A.Duffy Hoffman
responds: Why use oil primer first? New pine
has very little porosity; it's hard and allows
little penetration. It also contains a lot of
resin, which makes it hard for an oil primer to
penetrate. I recommend using a latex primer first,
followed by a second coat of oil primer if your
customer insists. But you could also use two coats
of latex primer, if you prefer.
There are many good acrylic primers that could
work for you. California Paints and
Sherwin-Williams both make a 100% acrylic. I happen
to like Muralo's Cedar Solution, which has good
tannin-blocking properties, and Muralo's Universal
100% acrylic primer; both have excellent adhesive
properties. There are other good products on the
market; it is really your choice as the finisher.

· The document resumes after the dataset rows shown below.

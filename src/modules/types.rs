use serde::Deserialize;
use serde_json::{Map, Value};
use std::borrow::Cow;
use std::fmt::Display;

use crate::modules::error::{LogError, Result};

// -------------------- Domain Types --------------------
pub const TITLE_FIELD: &str = "title";
pub const NO_TITLE: &str = "No title found";
pub const ENRICHED_PREFIX: &str = "API Data fetched: ";

/// Ordered entries for a single write. Insertion order is write order.
#[derive(Clone, Debug, Default, PartialEq, Eq)]
pub struct LogBatch {
    entries: Vec<String>,
}

impl LogBatch {
    pub fn new() -> Self {
        Self::default()
    }

    pub fn push(&mut self, entry: impl Display) {
        self.entries.push(entry.to_string());
    }

    pub fn entries(&self) -> &[String] {
        &self.entries
    }

    pub fn len(&self) -> usize {
        self.entries.len()
    }

    pub fn is_empty(&self) -> bool {
        self.entries.is_empty()
    }

    /// Decode a batch from JSON text. Anything but a top-level array is
    /// rejected with [`LogError::InvalidInput`].
    pub fn from_json_str(text: &str) -> Result<Self> {
        let value: Value = serde_json::from_str(text)
            .map_err(|e| LogError::InvalidInput(format!("malformed JSON: {}", e)))?;
        Self::try_from(value)
    }

    /// Append the enrichment line for a non-empty record. An empty record
    /// leaves the batch untouched.
    pub fn enrich_with(&mut self, record: &FetchedRecord) {
        if record.is_empty() {
            return;
        }
        self.entries
            .push(format!("{}{}", ENRICHED_PREFIX, record.title_or_placeholder()));
    }
}

impl<E: Display> FromIterator<E> for LogBatch {
    fn from_iter<I: IntoIterator<Item = E>>(iter: I) -> Self {
        Self {
            entries: iter.into_iter().map(|e| e.to_string()).collect(),
        }
    }
}

impl TryFrom<Value> for LogBatch {
    type Error = LogError;

    fn try_from(value: Value) -> Result<Self> {
        match value {
            // Strings are taken verbatim; other values keep their JSON text
            Value::Array(items) => Ok(items
                .into_iter()
                .map(|item| match item {
                    Value::String(s) => s,
                    other => other.to_string(),
                })
                .collect()),
            other => Err(LogError::InvalidInput(format!(
                "expected a JSON array of entries, got {}",
                json_kind(&other)
            ))),
        }
    }
}

fn json_kind(value: &Value) -> &'static str {
    match value {
        Value::Null => "null",
        Value::Bool(_) => "a boolean",
        Value::Number(_) => "a number",
        Value::String(_) => "a string",
        Value::Array(_) => "an array",
        Value::Object(_) => "an object",
    }
}

/// JSON object returned by the remote endpoint. Empty means "no data".
#[derive(Clone, Debug, Default, PartialEq, Deserialize)]
#[serde(transparent)]
pub struct FetchedRecord {
    fields: Map<String, Value>,
}

impl FetchedRecord {
    pub fn is_empty(&self) -> bool {
        self.fields.is_empty()
    }

    pub fn get(&self, key: &str) -> Option<&Value> {
        self.fields.get(key)
    }

    pub fn title(&self) -> Option<&str> {
        self.fields.get(TITLE_FIELD).and_then(|v| v.as_str())
    }

    /// The `title` value for display. A string is used verbatim, any other
    /// value (including `null`) as its JSON text. Only a missing key falls
    /// back to [`NO_TITLE`].
    pub fn title_or_placeholder(&self) -> Cow<'_, str> {
        match self.fields.get(TITLE_FIELD) {
            Some(Value::String(s)) => Cow::Borrowed(s.as_str()),
            Some(other) => Cow::Owned(other.to_string()),
            None => Cow::Borrowed(NO_TITLE),
        }
    }
}

impl From<Map<String, Value>> for FetchedRecord {
    fn from(fields: Map<String, Value>) -> Self {
        Self { fields }
    }
}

Many universal latex primers are designed for
smooth surfaces, which make them a good match for
new pine.
It's always a good idea to cut the pine resin by
sanding with 80- or 100-grit paper. You should also
ease the edges, because paint doesn't stick well to
sharp corners. Note that I recommend two coats of
primer, not one. If you are putting on three coats
total, I would prime twice and topcoat once. The
primer coat is where adhesion to the substrate has
to be perfect. The topcoat doesn't do much good if
the primer comes off. You only get one chance to
get the primer right.
If you're spraying primer, you should always
back-brush, so as to fill the grain of the wood. If
you simply spray the primer, it will sit on the
surface and adhesion will not be as good.
Duffy Hoffman is owner of Hoffman
Painting and Refinishing, Inc., in Pipersville,
Pa.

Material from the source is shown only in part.